» EXERCISE BRIEF: Report each line of the entries below that includes "splat".

» SOURCE MATERIAL:
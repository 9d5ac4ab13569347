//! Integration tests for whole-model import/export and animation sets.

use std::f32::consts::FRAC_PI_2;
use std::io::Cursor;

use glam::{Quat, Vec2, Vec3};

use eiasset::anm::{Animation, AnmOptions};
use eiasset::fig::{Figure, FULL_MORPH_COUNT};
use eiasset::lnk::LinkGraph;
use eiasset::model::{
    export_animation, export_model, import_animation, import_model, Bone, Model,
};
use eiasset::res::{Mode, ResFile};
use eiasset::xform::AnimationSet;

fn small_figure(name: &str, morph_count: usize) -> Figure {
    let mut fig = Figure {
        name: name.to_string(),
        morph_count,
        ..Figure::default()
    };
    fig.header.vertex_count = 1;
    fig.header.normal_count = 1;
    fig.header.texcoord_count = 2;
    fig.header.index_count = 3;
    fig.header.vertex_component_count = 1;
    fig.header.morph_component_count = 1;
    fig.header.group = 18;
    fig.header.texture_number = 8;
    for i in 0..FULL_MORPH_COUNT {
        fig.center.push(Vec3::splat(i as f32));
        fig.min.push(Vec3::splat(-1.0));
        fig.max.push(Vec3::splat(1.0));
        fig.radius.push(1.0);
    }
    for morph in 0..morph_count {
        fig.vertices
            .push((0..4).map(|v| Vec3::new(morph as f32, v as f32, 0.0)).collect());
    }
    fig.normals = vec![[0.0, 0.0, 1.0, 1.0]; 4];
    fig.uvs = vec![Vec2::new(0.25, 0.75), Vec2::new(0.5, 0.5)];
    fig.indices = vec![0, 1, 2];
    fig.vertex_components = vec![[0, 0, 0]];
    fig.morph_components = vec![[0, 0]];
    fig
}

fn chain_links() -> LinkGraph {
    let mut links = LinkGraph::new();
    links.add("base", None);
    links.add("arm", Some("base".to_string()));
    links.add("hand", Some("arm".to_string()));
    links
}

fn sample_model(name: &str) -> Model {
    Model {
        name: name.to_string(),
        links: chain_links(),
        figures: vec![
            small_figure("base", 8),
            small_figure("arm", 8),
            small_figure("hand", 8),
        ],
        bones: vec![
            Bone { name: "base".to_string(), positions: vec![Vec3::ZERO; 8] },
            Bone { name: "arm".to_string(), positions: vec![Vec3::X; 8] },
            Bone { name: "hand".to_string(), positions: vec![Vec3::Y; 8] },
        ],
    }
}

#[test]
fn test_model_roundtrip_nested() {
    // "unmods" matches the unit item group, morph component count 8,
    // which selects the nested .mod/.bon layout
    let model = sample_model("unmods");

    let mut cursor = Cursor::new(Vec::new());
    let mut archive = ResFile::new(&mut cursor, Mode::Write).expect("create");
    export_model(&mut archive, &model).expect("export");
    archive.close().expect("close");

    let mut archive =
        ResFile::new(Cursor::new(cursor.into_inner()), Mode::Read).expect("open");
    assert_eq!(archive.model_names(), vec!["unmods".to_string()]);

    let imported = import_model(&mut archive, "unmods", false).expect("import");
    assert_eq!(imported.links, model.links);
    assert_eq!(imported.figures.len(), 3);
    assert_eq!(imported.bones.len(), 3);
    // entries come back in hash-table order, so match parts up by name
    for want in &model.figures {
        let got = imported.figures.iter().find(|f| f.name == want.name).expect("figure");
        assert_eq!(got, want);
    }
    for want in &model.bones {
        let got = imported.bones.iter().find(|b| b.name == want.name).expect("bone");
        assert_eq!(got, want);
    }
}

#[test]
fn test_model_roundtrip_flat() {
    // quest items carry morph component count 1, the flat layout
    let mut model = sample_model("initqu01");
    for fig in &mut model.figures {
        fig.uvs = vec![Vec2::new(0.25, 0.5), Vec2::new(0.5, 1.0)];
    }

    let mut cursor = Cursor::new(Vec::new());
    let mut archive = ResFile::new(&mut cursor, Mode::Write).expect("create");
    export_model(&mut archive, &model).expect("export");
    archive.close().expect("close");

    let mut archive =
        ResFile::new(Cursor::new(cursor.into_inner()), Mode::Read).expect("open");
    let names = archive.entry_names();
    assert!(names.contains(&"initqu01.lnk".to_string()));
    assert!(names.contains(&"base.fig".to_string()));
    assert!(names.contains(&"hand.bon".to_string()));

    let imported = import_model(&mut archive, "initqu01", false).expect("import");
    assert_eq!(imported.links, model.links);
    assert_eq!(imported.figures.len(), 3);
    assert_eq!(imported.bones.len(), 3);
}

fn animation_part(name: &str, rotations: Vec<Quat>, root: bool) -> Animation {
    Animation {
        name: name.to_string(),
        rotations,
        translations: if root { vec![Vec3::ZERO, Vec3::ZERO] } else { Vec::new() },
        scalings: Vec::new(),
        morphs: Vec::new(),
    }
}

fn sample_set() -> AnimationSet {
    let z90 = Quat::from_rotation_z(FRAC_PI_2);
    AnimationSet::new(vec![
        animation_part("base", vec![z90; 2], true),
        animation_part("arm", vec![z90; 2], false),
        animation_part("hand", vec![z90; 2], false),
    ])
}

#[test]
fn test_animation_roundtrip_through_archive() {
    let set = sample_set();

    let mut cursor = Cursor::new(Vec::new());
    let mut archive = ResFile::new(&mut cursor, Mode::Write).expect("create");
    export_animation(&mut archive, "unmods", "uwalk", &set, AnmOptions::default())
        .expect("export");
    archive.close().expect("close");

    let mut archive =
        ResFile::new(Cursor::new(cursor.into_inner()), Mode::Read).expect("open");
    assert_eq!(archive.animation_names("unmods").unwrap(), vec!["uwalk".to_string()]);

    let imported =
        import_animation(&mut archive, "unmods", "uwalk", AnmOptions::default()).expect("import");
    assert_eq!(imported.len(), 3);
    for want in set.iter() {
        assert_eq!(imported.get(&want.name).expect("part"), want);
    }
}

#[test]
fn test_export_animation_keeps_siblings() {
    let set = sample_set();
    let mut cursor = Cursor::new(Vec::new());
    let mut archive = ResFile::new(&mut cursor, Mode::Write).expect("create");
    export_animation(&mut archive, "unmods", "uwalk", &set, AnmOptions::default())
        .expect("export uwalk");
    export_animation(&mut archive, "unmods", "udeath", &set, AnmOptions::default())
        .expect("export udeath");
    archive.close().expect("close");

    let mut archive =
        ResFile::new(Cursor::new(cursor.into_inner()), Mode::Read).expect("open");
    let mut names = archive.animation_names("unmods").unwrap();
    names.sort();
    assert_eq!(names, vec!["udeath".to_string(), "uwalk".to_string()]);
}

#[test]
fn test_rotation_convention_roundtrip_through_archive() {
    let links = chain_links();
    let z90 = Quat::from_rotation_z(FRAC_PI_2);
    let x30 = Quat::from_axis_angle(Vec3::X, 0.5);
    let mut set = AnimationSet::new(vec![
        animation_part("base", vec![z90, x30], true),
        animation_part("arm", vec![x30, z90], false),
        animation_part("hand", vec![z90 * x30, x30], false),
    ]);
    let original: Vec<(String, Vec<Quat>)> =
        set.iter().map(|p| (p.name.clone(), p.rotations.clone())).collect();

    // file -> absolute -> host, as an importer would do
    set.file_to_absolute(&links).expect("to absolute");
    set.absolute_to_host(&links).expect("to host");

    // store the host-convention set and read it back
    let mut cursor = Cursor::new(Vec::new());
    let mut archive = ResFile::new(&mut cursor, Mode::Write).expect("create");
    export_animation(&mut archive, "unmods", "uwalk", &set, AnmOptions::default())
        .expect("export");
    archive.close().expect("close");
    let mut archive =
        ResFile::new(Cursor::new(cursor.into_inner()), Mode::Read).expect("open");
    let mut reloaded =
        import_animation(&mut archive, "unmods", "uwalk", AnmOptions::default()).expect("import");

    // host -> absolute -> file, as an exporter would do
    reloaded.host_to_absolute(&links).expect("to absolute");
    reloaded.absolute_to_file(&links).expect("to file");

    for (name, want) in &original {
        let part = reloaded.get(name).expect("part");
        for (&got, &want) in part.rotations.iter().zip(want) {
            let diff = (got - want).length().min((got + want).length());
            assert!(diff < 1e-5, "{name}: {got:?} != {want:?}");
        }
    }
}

» FINAL ANSWER:
        fig.center.push(Vec3::splat(i as f32));
        fig.min.push(Vec3::splat(-1.0));
        fig.max.push(Vec3::splat(1.0));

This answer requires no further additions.